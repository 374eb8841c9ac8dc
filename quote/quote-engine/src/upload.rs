//! Upload staging.
//!
//! Validates an uploaded payload before any parsing happens (cheap
//! rejections first) and writes it to a staging directory, returning
//! an opaque storage reference the caller later hands to the
//! analysis pipeline.

use std::fs;
use std::path::{Path, PathBuf};

use mesh_stl::MeshFormat;
use tracing::info;

use crate::error::{EngineError, EngineResult};
use crate::timestamp::Timestamp;

/// Default upload size limit: 10 MiB.
pub const DEFAULT_MAX_BYTES: u64 = 10 * 1024 * 1024;

/// Upload acceptance policy.
///
/// Extensions follow [`MeshFormat`]: `.stl` and `.step` are accepted
/// at this boundary even though only STL can be parsed downstream.
#[derive(Debug, Clone)]
pub struct UploadPolicy {
    /// Maximum payload size in bytes.
    pub max_bytes: u64,
}

impl Default for UploadPolicy {
    fn default() -> Self {
        Self {
            max_bytes: DEFAULT_MAX_BYTES,
        }
    }
}

impl UploadPolicy {
    /// Check a payload against the policy without storing it.
    ///
    /// # Errors
    ///
    /// [`EngineError::EmptyUpload`], [`EngineError::Oversized`] or
    /// [`EngineError::UnsupportedUpload`].
    pub fn check(&self, name: &str, bytes: &[u8]) -> EngineResult<()> {
        if bytes.is_empty() {
            return Err(EngineError::EmptyUpload);
        }
        let size = bytes.len() as u64;
        if size > self.max_bytes {
            return Err(EngineError::Oversized {
                size,
                limit: self.max_bytes,
            });
        }
        if MeshFormat::from_name(name).is_none() {
            return Err(EngineError::UnsupportedUpload {
                extension: Path::new(name)
                    .extension()
                    .and_then(|e| e.to_str())
                    .unwrap_or("(none)")
                    .to_string(),
            });
        }
        Ok(())
    }
}

/// Opaque reference to a staged upload.
#[derive(Debug, Clone)]
pub struct StoredUpload {
    /// Path of the staged file.
    pub path: PathBuf,
    /// Payload size in bytes.
    pub size: u64,
}

/// Validate and stage an uploaded payload.
///
/// The staged file name is `<unix-millis>-<sanitized name>`, which
/// keeps concurrent uploads of the same part distinct.
///
/// # Errors
///
/// Policy failures from [`UploadPolicy::check`], or
/// [`EngineError::Io`] if the staging directory is not writable.
pub fn stage_upload(
    staging_dir: &Path,
    name: &str,
    bytes: &[u8],
    policy: &UploadPolicy,
) -> EngineResult<StoredUpload> {
    policy.check(name, bytes)?;

    fs::create_dir_all(staging_dir)?;
    let stored_name = format!("{}-{}", Timestamp::now().as_millis(), sanitize(name));
    let path = staging_dir.join(stored_name);
    fs::write(&path, bytes)?;

    info!(
        name,
        size = bytes.len(),
        path = %path.display(),
        "Upload staged"
    );

    Ok(StoredUpload {
        path,
        size: bytes.len() as u64,
    })
}

/// Strip path separators and shell-unfriendly characters from a
/// declared file name.
fn sanitize(name: &str) -> String {
    name.chars()
        .map(|c| {
            if c.is_ascii_alphanumeric() || matches!(c, '.' | '_' | '-') {
                c
            } else {
                '_'
            }
        })
        .collect()
}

•••

Give again exactly, and only, the lines above starting at the one with "hands to the" and ending at the one with "limit: 10 MiB.".

//! an opaque storage reference the caller later hands to the
//! analysis pipeline.

use std::fs;
use std::path::{Path, PathBuf};

use mesh_stl::MeshFormat;
use tracing::info;

use crate::error::{EngineError, EngineResult};
use crate::timestamp::Timestamp;

/// Default upload size limit: 10 MiB.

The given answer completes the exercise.